巨人と松井、今もなお吹くすきま風臼北信行のスポーツ裏ネタ通信(3/4 ページ)

» 2012年09月27日 08時00分 公開
[臼北信行,Business Media 誠]

巨人に対する未練を完全に断ち切った10年前の出来事

 さて、当の松井はというと……。巨人復帰を考える気持ちはサラサラない。最大の理由は2002年オフ、巨人との間に大きなミゾが生じているからだ。メジャーリーグへ移籍するため、FA宣言することを決めた当時の松井は複数の巨人幹部に自分の決意を報告。育ててもらった巨人に感謝の念はあるが、どうしても長年抱いていた夢を実現させたい――。悩みに悩んだ末の決断だったことを明かし、深々と頭を下げた松井にある1人の幹部は顔を紅潮させながらこう吐き捨てた。

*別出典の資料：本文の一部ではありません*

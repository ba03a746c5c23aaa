//! # Health Cache
//!
//! Memoizes the reachability of a service base address. Within the TTL the
//! cached answer is returned without any network call; outside it, concurrent
//! callers for the same base share a single probe.
//!
//! A probe tries the full `GET /health` first (preflight deadline) and falls
//! back to a `HEAD` (health deadline).
//!
//! The warm-up signal is tracked separately: it is fired in the background at
//! most once per warm-up TTL per base and its outcome is only logged.

use std::collections::HashMap;
use std::sync::atomic::{AtomicUsize, Ordering};
use std::sync::{Arc, Mutex};
use std::time::Duration;

use futures_util::future::{BoxFuture, FutureExt, Shared};
use tokio::time::Instant;

use crate::configs::DispatchConfig;
use crate::core::transport::{ProbeMethod, ServiceApi};
use crate::utils::lock;

/// Last known reachability of one base address.
#[derive(Debug, Clone, Copy, PartialEq, Eq)]
pub struct HealthRecord {
    pub ok: bool,
    pub checked_at: Instant,
}

type ProbeFuture = Shared<BoxFuture<'static, bool>>;

pub struct HealthCache {
    api: Arc<dyn ServiceApi>,
    ttl: Duration,
    get_timeout: Duration,
    head_timeout: Duration,
    warmup_enabled: bool,
    warmup_ttl: Duration,
    records: Mutex<HashMap<String, HealthRecord>>,
    in_flight: Mutex<HashMap<String, ProbeFuture>>,
    warmed: Mutex<HashMap<String, Instant>>,
    probes: AtomicUsize,
}

impl HealthCache {
    pub fn new(api: Arc<dyn ServiceApi>, config: &DispatchConfig) -> Self {
        Self {
            api,
            ttl: config.health_ttl(),
            get_timeout: config.preflight_timeout(),
            head_timeout: config.health_timeout(),
            warmup_enabled: config.warmup_enabled,
            warmup_ttl: config.warmup_ttl(),
            records: Mutex::new(HashMap::new()),
            in_flight: Mutex::new(HashMap::new()),
            warmed: Mutex::new(HashMap::new()),
            probes: AtomicUsize::new(0),
        }
    }

    /// Returns whether `base` is reachable, consulting the cache first.
    pub async fn probe(self: &Arc<Self>, base: &str) -> bool {
        if let Some(record) = self.fresh_record(base) {
            log::debug!("[health] cached {} for {}", record.ok, base);
            return record.ok;
        }

        let probe = {
            let mut in_flight = lock(&self.in_flight);
            match in_flight.get(base) {
                Some(probe) => probe.clone(),
                None => {
                    let this = Arc::clone(self);
                    let owned = base.to_string();
                    let probe = async move { this.run_probe(owned).await }.boxed().shared();
                    in_flight.insert(base.to_string(), probe.clone());
                    probe
                }
            }
        };
        probe.await
    }

    /// The cached record for `base`, if still within the TTL.
    pub fn fresh_record(&self, base: &str) -> Option<HealthRecord> {
        let records = lock(&self.records);
        records
            .get(base)
            .filter(|r| r.checked_at.elapsed() < self.ttl)
            .copied()
    }

    /// Number of probes that actually reached the transport.
    pub fn probe_count(&self) -> usize {
        self.probes.load(Ordering::SeqCst)
    }

    /// Fires `<base>/warmup` in the background unless it was sent recently.
    pub fn warm_up(&self, base: &str) {
        if !self.warmup_enabled {
            return;
        }
        {
            let mut warmed = lock(&self.warmed);
            if warmed
                .get(base)
                .is_some_and(|at| at.elapsed() < self.warmup_ttl)
            {
                return;
            }
            warmed.insert(base.to_string(), Instant::now());
        }

        let api = Arc::clone(&self.api);
        let base = base.to_string();
        tokio::spawn(async move {
            match api.warm_up(&base).await {
                Ok(()) => log::debug!("[health] warmup sent to {}", base),
                Err(e) => log::debug!("[health] warmup ignored: {}", e),
            }
        });
    }

    async fn run_probe(&self, base: String) -> bool {
        self.probes.fetch_add(1, Ordering::SeqCst);
        let started = Instant::now();

        let mut ok = false;
        for (method, deadline) in [
            (ProbeMethod::Get, self.get_timeout),
            (ProbeMethod::Head, self.head_timeout),
        ] {
            let attempt = self.api.probe_health(&base, method, deadline);
            ok = tokio::time::timeout(deadline, attempt)
                .await
                .unwrap_or(false);
            if ok {
                break;
            }
            log::debug!("[health] {:?} probe failed for {}", method, base);
        }

        log::info!(
            "[EV] health.probe base={} ok={} dt={}ms",
            base,
            ok,
            started.elapsed().as_millis()
        );
        lock(&self.records).insert(
            base.clone(),
            HealthRecord {
                ok,
                checked_at: Instant::now(),
            },
        );
        lock(&self.in_flight).remove(&base);
        ok
    }
}

#[cfg(test)]
mod tests {
    use super::*;
    use crate::core::transport::ResolvedAsset;
    use crate::error::{DispatchError, DispatchResult};
    use crate::protocol::PollStatus;
    use serde_json::Value;
    use std::sync::atomic::AtomicBool;

    #[derive(Default)]
    struct ProbeOnly {
        get_ok: AtomicBool,
        head_ok: AtomicBool,
        hang: AtomicBool,
        gets: AtomicUsize,
        heads: AtomicUsize,
        warmups: AtomicUsize,
    }

    impl ServiceApi for ProbeOnly {
        fn probe_health<'a>(&'a self, _base: &'a str, method: ProbeMethod, _t: Duration) -> BoxFuture<'a, bool> {
            async move {
                tokio::time::sleep(Duration::from_millis(50)).await;
                if self.hang.load(Ordering::SeqCst) {
                    std::future::pending::<()>().await;
                }
                match method {
                    ProbeMethod::Get => {
                        self.gets.fetch_add(1, Ordering::SeqCst);
                        self.get_ok.load(Ordering::SeqCst)
                    }
                    ProbeMethod::Head => {
                        self.heads.fetch_add(1, Ordering::SeqCst);
                        self.head_ok.load(Ordering::SeqCst)
                    }
                }
            }
            .boxed()
        }

        fn warm_up<'a>(&'a self, _base: &'a str) -> BoxFuture<'a, DispatchResult<()>> {
            self.warmups.fetch_add(1, Ordering::SeqCst);
            async { Err(DispatchError::Transport("not listening".into())) }.boxed()
        }

        fn submit_job<'a>(&'a self, _: &'a str, _: &'a Value) -> BoxFuture<'a, DispatchResult<String>> {
            async { Err(DispatchError::Transport("unused".into())) }.boxed()
        }

        fn poll_job<'a>(&'a self, _: &'a str, _: &'a str) -> BoxFuture<'a, DispatchResult<PollStatus>> {
            async { Err(DispatchError::Transport("unused".into())) }.boxed()
        }

        fn fetch_asset<'a>(&'a self, _: &'a str) -> BoxFuture<'a, DispatchResult<ResolvedAsset>> {
            async { Err(DispatchError::Transport("unused".into())) }.boxed()
        }
    }

    fn cache(api: Arc<ProbeOnly>) -> Arc<HealthCache> {
        Arc::new(HealthCache::new(api, &DispatchConfig::default()))
    }

    #[tokio::test(start_paused = true)]
    async fn concurrent_probes_share_one_request() {
        let api = Arc::new(ProbeOnly::default());
        api.get_ok.store(true, Ordering::SeqCst);
        let health = cache(Arc::clone(&api));

        let (a, b, c) = tokio::join!(
            health.probe("http://localhost:8080"),
            health.probe("http://localhost:8080"),
            health.probe("http://localhost:8080"),
        );
        assert!(a && b && c);
        assert_eq!(api.gets.load(Ordering::SeqCst), 1);
        assert_eq!(health.probe_count(), 1);
    }

    #[tokio::test(start_paused = true)]
    async fn cached_within_ttl_then_reprobed() {
        let api = Arc::new(ProbeOnly::default());
        api.get_ok.store(true, Ordering::SeqCst);
        let health = cache(Arc::clone(&api));

        assert!(health.probe("http://h").await);
        tokio::time::advance(Duration::from_secs(4)).await;
        assert!(health.probe("http://h").await);
        assert_eq!(api.gets.load(Ordering::SeqCst), 1);

        tokio::time::advance(Duration::from_secs(2)).await;
        assert!(health.probe("http://h").await);
        assert_eq!(api.gets.load(Ordering::SeqCst), 2);
    }

    #[tokio::test(start_paused = true)]
    async fn head_is_the_fallback() {
        let api = Arc::new(ProbeOnly::default());
        api.head_ok.store(true, Ordering::SeqCst);
        let health = cache(Arc::clone(&api));

        assert!(health.probe("http://h").await);
        assert_eq!(api.gets.load(Ordering::SeqCst), 1);
        assert_eq!(api.heads.load(Ordering::SeqCst), 1);
    }

    #[tokio::test(start_paused = true)]
    async fn hung_probe_times_out_as_unreachable() {
        let api = Arc::new(ProbeOnly::default());
        api.hang.store(true, Ordering::SeqCst);
        let health = cache(Arc::clone(&api));

        let started = Instant::now();
        assert!(!health.probe("http://h").await);
        // 10s GET deadline, then 5s HEAD deadline.
        assert!(started.elapsed() >= Duration::from_secs(15));
        assert_eq!(health.fresh_record("http://h").map(|r| r.ok), Some(false));
    }

    #[tokio::test(start_paused = true)]
    async fn warmup_fires_once_per_ttl() {
        let api = Arc::new(ProbeOnly::default());
        let health = cache(Arc::clone(&api));

        health.warm_up("http://h");
        health.warm_up("http://h");
        tokio::task::yield_now().await;
        assert_eq!(api.warmups.load(Ordering::SeqCst), 1);

        tokio::time::advance(Duration::from_secs(601)).await;
        health.warm_up("http://h");
        tokio::task::yield_now().await;
        assert_eq!(api.warmups.load(Ordering::SeqCst), 2);
    }
}
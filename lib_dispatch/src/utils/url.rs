//! # Service Address Helpers
//!
//! The configured address is user-typed, so it arrives in many shapes
//! (`localhost:8080`, `http://0.0.0.0:8080/`, ...). Everything downstream works
//! on the canonical form produced by [`normalize_url`].

use url::Url;

/// Normalizes a raw service address into its canonical `scheme://host[:port][/path]` form.
///
/// - trims whitespace and prepends `http://` when no scheme is present
/// - strips trailing slashes
/// - rewrites `0.0.0.0`, `127.0.0.1` and `[::1]` to `localhost`
///
/// Returns `None` when the address is empty or cannot be parsed.
pub fn normalize_url(raw: &str) -> Option<String> {
    let trimmed = raw.trim();
    if trimmed.is_empty() {
        return None;
    }

    let lower = trimmed.to_ascii_lowercase();
    let with_scheme = if lower.starts_with("http://") || lower.starts_with("https://") {
        trimmed.to_string()
    } else {
        format!("http://{}", trimmed)
    };

    let mut parsed = Url::parse(with_scheme.trim_end_matches('/')).ok()?;
    let loopback = matches!(
        parsed.host_str(),
        Some("0.0.0.0") | Some("127.0.0.1") | Some("[::1]")
    );
    if loopback {
        parsed.set_host(Some("localhost")).ok()?;
    }

    let out = parsed.to_string();
    Some(out.trim_end_matches('/').to_string())
}

/// Derives the duplex channel address from an HTTP base (`http` -> `ws`, `/ws` suffix).
pub fn to_ws(http_base: &str) -> Option<String> {
    let base = normalize_url(http_base)?;
    let rest = base
        .strip_prefix("https")
        .map(|r| format!("wss{}", r))
        .or_else(|| base.strip_prefix("http").map(|r| format!("ws{}", r)))?;
    Some(format!("{}/ws", rest))
}

/// Joins an endpoint path onto an already normalized base.
pub fn endpoint(base: &str, path: &str) -> String {
    format!(
        "{}/{}",
        base.trim_end_matches('/'),
        path.trim_start_matches('/')
    )
}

「一体誰のおかげで、ここまで来られたと思っているんだっ!」

 その瞬間、思わず松井は耳を疑ったという。自分を育ててくれた現終身名誉監督の長嶋茂雄氏から同じ言葉を浴びせられたのであれば、まだ納得できる。だが罵声の主は、球団の要職に就いて僅か1年足らずの幹部だ。「こんな人物に自分の人生の選択を否定されるなんて……。俺の巨人時代は一体何だったんだ?」と松井がしばらくの間、自問自答を繰り返し、放心状態になったのは無理もない。

 そして決定的だったのは“ドン”からの痛烈な一言だった。ヤンキース移籍が決まって日本を離れる際、「許されるならば、将来また巨人でプレーしたい」と涙した松井に当時オーナーだった渡辺恒雄球団会長は「戻りたいなら戻ればいい。ただし席があればな」と突き放した。この一件で松井は巨人に対する未練を完全に断ち切ったといわれている。

 2008年のオフにはかつて身にまとっていた背番号「55」がルーキーの大田泰示に渡った。巨人の“事実上の永久欠番”があっさりと譲渡されたことを受け、松井は顔色を変えることなく「非常にすっきりした」と決別宣言まで口にしている。

 「松井は巨人の現状を気にしてはいますが、自分が戻ってプレーしようとは微塵も思っていませんよ。ここ最近、彼は『メジャーで通用しなくなったから巨人に戻るという考えだけは持ちたくない。負け犬になって惨めな姿を巨人のファンの人たちに見せたくないんだ』と口癖のように言っています。それに加えて10年前にひと悶着あった巨人のトップ・渡辺会長との関係は、まだ完全に修復されていないようですしね……」と松井に近い関係者は語った。